== Segment start ==

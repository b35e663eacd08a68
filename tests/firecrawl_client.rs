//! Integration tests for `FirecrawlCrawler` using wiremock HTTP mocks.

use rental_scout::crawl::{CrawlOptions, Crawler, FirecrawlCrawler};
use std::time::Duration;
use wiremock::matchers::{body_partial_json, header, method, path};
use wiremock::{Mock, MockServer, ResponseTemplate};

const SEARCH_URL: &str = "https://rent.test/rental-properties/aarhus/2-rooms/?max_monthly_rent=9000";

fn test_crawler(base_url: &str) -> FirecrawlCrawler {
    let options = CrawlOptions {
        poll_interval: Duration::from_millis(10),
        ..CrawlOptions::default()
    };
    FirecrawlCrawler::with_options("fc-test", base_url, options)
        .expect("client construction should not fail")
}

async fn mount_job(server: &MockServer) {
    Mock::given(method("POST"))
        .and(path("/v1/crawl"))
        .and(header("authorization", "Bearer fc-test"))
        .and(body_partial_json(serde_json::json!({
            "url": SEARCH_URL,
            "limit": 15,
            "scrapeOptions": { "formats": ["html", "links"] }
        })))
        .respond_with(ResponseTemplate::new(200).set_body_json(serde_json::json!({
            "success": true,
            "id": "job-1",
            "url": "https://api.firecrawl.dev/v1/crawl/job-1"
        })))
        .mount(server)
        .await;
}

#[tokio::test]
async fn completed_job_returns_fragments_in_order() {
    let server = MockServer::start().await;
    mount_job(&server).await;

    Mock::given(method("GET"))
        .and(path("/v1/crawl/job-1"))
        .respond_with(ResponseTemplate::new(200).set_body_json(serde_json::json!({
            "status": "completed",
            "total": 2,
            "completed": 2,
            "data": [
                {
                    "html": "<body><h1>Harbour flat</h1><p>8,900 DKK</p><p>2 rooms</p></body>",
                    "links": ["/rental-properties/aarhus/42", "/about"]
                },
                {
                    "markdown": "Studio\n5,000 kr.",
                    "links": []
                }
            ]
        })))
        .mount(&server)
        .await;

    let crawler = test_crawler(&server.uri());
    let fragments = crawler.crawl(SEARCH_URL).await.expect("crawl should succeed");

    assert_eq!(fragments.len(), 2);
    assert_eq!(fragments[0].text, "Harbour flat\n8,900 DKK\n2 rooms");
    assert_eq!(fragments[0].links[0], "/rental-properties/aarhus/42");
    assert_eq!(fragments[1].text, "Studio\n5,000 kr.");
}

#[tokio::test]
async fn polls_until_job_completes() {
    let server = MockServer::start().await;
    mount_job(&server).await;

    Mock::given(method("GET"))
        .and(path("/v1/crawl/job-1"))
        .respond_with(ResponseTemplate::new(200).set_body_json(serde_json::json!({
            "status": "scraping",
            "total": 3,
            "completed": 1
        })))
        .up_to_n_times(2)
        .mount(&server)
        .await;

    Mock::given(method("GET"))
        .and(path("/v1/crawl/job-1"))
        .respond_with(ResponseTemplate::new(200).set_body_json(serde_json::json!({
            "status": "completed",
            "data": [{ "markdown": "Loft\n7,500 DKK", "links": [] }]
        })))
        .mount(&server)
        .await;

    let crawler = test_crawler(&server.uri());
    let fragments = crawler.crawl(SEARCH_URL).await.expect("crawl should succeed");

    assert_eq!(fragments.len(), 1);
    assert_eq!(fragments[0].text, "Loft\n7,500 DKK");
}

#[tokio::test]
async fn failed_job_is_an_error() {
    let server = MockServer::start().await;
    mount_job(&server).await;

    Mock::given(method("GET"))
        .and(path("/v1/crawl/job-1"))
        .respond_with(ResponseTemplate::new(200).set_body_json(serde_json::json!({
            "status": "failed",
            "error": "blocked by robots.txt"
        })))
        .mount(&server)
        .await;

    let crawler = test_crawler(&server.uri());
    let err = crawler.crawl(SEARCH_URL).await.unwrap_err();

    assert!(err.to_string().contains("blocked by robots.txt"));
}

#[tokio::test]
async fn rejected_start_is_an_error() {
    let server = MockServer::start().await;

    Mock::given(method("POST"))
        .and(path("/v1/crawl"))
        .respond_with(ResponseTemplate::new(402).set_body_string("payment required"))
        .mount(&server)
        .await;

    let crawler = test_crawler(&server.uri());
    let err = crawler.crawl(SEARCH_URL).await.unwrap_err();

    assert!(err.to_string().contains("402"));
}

== Segment end ==
== Segment start ==

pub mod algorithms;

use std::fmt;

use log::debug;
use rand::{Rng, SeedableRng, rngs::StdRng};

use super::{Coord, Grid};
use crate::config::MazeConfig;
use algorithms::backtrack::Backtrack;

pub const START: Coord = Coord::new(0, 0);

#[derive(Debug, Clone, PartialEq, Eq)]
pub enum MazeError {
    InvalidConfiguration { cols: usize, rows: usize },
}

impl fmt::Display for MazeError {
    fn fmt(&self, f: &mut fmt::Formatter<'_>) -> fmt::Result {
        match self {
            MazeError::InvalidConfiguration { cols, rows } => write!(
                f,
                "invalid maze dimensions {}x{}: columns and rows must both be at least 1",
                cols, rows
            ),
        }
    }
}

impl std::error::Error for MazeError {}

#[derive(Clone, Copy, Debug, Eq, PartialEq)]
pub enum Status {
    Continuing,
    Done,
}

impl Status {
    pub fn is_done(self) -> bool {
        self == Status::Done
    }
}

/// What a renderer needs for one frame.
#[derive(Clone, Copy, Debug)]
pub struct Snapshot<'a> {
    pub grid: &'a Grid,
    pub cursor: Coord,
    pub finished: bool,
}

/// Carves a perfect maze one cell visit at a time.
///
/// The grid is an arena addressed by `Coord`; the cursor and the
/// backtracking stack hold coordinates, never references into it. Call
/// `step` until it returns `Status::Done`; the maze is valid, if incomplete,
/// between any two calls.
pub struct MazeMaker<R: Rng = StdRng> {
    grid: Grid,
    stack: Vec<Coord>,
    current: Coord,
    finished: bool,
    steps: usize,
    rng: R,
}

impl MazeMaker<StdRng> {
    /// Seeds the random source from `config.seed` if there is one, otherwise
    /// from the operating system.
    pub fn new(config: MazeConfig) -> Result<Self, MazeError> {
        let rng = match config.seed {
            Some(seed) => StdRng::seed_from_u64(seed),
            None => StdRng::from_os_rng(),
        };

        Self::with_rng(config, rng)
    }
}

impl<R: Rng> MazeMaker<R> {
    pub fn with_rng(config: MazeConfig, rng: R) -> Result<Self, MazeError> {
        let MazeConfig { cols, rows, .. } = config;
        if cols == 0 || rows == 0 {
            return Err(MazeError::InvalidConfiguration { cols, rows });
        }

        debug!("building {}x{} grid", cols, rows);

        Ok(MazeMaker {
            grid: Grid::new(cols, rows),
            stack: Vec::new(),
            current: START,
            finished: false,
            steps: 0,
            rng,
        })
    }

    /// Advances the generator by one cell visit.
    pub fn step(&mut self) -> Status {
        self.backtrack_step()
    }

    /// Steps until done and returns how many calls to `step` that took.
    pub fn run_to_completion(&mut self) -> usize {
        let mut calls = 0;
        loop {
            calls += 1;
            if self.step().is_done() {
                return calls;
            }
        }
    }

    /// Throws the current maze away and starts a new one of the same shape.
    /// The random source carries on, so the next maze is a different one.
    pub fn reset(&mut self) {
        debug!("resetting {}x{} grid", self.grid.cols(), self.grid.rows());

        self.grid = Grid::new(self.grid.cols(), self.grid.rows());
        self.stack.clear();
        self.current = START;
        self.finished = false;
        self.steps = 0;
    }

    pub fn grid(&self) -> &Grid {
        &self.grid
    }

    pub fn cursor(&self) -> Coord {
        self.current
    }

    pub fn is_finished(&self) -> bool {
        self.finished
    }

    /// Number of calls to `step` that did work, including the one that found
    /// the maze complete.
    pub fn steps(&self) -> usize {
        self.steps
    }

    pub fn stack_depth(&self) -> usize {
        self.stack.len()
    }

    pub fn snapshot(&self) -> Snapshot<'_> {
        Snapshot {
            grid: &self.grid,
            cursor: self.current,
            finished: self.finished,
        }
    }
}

== Segment end ==
== Segment start ==

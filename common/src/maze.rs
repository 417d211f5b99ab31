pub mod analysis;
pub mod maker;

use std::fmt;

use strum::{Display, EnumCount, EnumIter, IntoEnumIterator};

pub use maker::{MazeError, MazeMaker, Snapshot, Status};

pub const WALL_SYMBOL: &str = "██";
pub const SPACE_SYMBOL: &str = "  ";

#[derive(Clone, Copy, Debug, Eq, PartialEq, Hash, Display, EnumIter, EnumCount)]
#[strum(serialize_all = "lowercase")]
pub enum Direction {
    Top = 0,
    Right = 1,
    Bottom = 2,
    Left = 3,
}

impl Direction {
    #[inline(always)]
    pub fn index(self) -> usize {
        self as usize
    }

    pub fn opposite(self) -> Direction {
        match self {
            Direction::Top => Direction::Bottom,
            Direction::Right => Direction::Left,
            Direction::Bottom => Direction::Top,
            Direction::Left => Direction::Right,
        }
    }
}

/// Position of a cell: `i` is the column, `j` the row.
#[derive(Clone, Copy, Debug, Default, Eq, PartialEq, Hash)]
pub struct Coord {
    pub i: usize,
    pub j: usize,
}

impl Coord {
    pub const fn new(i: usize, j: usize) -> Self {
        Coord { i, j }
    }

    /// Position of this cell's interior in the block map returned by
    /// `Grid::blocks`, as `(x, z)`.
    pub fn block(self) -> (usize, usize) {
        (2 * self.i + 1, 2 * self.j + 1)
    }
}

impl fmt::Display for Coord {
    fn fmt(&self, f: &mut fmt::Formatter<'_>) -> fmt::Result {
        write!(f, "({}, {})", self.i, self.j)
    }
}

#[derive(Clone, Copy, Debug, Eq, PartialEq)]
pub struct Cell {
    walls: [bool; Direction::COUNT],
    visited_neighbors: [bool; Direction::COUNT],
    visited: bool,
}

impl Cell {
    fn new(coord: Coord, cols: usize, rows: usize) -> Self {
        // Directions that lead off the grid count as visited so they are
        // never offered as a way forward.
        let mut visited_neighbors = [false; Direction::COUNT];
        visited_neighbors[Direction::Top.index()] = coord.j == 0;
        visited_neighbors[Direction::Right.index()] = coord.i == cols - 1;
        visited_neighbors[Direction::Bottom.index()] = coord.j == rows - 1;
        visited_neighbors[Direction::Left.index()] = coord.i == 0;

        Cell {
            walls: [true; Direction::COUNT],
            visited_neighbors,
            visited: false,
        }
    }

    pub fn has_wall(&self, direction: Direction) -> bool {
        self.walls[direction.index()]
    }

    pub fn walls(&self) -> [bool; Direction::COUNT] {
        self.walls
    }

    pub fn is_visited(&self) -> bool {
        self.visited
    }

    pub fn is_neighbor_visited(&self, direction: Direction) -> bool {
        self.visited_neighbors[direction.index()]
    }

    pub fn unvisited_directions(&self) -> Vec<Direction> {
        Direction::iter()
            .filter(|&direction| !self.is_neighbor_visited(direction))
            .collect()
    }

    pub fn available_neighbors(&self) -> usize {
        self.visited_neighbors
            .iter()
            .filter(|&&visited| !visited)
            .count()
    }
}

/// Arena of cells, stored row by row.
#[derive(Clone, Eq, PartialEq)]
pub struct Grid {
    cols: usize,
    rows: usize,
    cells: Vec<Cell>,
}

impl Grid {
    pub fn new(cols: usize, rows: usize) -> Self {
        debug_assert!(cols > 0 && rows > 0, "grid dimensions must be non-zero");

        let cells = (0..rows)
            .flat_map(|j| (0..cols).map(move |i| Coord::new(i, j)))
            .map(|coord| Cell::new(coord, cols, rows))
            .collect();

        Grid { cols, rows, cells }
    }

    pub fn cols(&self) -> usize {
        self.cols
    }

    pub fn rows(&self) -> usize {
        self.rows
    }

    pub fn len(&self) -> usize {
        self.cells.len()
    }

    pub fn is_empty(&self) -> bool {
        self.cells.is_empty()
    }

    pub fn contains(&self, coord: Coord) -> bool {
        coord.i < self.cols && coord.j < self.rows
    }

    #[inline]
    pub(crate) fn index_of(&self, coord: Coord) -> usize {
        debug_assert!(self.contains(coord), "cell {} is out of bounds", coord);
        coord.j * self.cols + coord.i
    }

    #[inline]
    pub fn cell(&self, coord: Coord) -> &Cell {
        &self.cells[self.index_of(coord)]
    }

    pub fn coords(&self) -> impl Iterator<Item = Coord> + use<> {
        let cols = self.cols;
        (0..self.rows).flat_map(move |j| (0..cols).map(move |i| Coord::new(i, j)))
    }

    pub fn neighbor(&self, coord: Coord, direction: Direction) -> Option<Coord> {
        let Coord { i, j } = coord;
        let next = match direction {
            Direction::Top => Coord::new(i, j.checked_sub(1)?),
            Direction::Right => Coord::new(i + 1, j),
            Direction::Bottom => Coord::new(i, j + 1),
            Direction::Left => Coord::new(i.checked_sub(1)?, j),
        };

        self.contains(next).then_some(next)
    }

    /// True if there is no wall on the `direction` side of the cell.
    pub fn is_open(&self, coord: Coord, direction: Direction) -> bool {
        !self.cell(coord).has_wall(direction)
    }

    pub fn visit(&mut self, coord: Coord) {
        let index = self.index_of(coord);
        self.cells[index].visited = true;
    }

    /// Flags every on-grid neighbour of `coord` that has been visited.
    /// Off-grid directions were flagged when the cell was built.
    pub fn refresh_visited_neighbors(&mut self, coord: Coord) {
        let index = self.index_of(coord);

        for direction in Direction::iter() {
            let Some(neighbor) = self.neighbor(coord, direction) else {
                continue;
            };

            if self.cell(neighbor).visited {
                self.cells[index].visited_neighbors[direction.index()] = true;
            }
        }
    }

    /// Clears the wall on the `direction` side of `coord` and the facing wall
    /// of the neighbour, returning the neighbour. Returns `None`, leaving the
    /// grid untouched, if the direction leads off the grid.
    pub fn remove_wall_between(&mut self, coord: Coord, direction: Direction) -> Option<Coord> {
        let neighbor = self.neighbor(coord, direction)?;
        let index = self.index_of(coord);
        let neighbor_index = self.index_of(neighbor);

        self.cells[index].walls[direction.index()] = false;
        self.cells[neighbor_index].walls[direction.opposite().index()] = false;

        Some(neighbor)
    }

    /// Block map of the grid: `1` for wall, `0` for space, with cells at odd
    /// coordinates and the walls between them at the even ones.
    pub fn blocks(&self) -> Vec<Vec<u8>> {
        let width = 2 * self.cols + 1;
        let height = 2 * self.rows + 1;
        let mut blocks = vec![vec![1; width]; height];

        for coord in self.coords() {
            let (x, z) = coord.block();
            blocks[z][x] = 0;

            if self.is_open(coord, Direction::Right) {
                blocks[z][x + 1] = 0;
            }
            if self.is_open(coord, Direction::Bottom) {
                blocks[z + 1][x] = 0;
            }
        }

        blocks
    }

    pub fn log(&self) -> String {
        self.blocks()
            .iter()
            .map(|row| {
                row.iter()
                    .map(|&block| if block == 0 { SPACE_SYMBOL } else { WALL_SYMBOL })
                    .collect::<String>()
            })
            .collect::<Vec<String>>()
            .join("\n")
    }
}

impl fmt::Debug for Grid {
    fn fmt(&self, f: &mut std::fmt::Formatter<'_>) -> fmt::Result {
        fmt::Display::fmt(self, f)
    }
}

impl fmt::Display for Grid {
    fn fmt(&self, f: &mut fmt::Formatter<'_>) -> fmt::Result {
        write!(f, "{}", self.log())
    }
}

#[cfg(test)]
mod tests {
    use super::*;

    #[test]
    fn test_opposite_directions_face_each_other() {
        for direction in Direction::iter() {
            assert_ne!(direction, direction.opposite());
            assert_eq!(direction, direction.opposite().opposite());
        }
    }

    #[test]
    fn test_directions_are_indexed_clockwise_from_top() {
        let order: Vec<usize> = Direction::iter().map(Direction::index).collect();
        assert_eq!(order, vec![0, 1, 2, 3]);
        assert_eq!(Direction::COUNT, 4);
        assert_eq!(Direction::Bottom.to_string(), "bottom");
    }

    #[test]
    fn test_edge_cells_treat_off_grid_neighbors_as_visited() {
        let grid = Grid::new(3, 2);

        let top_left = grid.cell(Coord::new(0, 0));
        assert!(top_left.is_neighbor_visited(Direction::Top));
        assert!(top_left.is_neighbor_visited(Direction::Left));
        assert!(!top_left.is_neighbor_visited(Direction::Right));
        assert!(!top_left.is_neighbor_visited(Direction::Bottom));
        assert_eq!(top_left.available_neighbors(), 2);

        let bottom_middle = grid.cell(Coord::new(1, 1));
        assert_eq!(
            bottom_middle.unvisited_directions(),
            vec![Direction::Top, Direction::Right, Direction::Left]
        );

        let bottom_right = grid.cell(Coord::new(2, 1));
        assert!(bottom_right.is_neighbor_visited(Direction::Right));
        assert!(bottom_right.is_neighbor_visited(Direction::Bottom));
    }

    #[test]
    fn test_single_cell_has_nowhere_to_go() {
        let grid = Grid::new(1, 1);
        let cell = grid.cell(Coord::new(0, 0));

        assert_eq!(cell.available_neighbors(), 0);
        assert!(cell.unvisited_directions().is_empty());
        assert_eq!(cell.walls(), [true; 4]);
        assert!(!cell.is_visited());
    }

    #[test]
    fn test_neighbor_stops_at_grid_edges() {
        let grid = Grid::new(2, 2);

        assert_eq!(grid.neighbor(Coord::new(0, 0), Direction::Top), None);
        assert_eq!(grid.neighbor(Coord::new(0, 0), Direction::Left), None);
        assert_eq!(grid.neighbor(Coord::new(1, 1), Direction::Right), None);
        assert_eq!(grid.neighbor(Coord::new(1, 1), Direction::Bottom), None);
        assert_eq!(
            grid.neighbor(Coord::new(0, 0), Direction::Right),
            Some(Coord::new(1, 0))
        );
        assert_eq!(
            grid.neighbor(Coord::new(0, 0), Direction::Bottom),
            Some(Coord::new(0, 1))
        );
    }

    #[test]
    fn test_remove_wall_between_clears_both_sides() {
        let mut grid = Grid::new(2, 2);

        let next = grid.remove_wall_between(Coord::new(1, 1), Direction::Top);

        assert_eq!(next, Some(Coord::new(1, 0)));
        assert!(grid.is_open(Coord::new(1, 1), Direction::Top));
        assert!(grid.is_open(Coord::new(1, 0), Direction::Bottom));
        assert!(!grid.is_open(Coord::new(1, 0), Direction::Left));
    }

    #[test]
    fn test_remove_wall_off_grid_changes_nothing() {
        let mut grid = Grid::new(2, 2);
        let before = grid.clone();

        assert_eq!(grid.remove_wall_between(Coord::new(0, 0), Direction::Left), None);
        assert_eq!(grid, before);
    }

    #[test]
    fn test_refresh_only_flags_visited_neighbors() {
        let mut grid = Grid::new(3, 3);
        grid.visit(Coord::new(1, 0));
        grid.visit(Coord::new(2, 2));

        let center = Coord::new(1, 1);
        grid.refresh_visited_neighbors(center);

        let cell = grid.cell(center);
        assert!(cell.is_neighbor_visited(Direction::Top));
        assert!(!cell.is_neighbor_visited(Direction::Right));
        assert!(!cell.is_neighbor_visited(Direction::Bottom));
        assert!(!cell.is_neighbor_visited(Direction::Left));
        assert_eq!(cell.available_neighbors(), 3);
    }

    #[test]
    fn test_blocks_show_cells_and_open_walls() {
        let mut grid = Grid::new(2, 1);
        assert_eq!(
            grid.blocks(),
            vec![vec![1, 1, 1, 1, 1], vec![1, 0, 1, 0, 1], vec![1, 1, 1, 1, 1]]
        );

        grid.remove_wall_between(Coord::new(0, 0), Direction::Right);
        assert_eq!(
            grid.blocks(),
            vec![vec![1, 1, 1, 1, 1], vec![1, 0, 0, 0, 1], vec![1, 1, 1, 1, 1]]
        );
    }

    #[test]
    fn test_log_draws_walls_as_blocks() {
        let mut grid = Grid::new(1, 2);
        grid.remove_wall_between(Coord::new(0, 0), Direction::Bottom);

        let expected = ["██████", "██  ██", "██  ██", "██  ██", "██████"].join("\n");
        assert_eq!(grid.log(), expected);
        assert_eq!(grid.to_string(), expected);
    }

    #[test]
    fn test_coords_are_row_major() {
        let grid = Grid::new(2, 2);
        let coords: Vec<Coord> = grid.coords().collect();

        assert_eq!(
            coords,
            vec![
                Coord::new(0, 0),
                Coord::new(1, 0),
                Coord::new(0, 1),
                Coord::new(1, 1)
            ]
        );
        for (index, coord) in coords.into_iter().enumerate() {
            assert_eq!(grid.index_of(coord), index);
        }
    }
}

== Segment end ==

| Exercise description |
All lines above from the one containing "pub fn is_done(self)" to the one containing "let rng = match" must be repeated exactly, both lines included, and no others.

| Response below |
    pub fn is_done(self) -> bool {
        self == Status::Done
    }
}

/// What a renderer needs for one frame.
#[derive(Clone, Copy, Debug)]
pub struct Snapshot<'a> {
    pub grid: &'a Grid,
    pub cursor: Coord,
    pub finished: bool,
}

/// Carves a perfect maze one cell visit at a time.
///
/// The grid is an arena addressed by `Coord`; the cursor and the
/// backtracking stack hold coordinates, never references into it. Call
/// `step` until it returns `Status::Done`; the maze is valid, if incomplete,
/// between any two calls.
pub struct MazeMaker<R: Rng = StdRng> {
    grid: Grid,
    stack: Vec<Coord>,
    current: Coord,
    finished: bool,
    steps: usize,
    rng: R,
}

impl MazeMaker<StdRng> {
    /// Seeds the random source from `config.seed` if there is one, otherwise
    /// from the operating system.
    pub fn new(config: MazeConfig) -> Result<Self, MazeError> {
        let rng = match config.seed {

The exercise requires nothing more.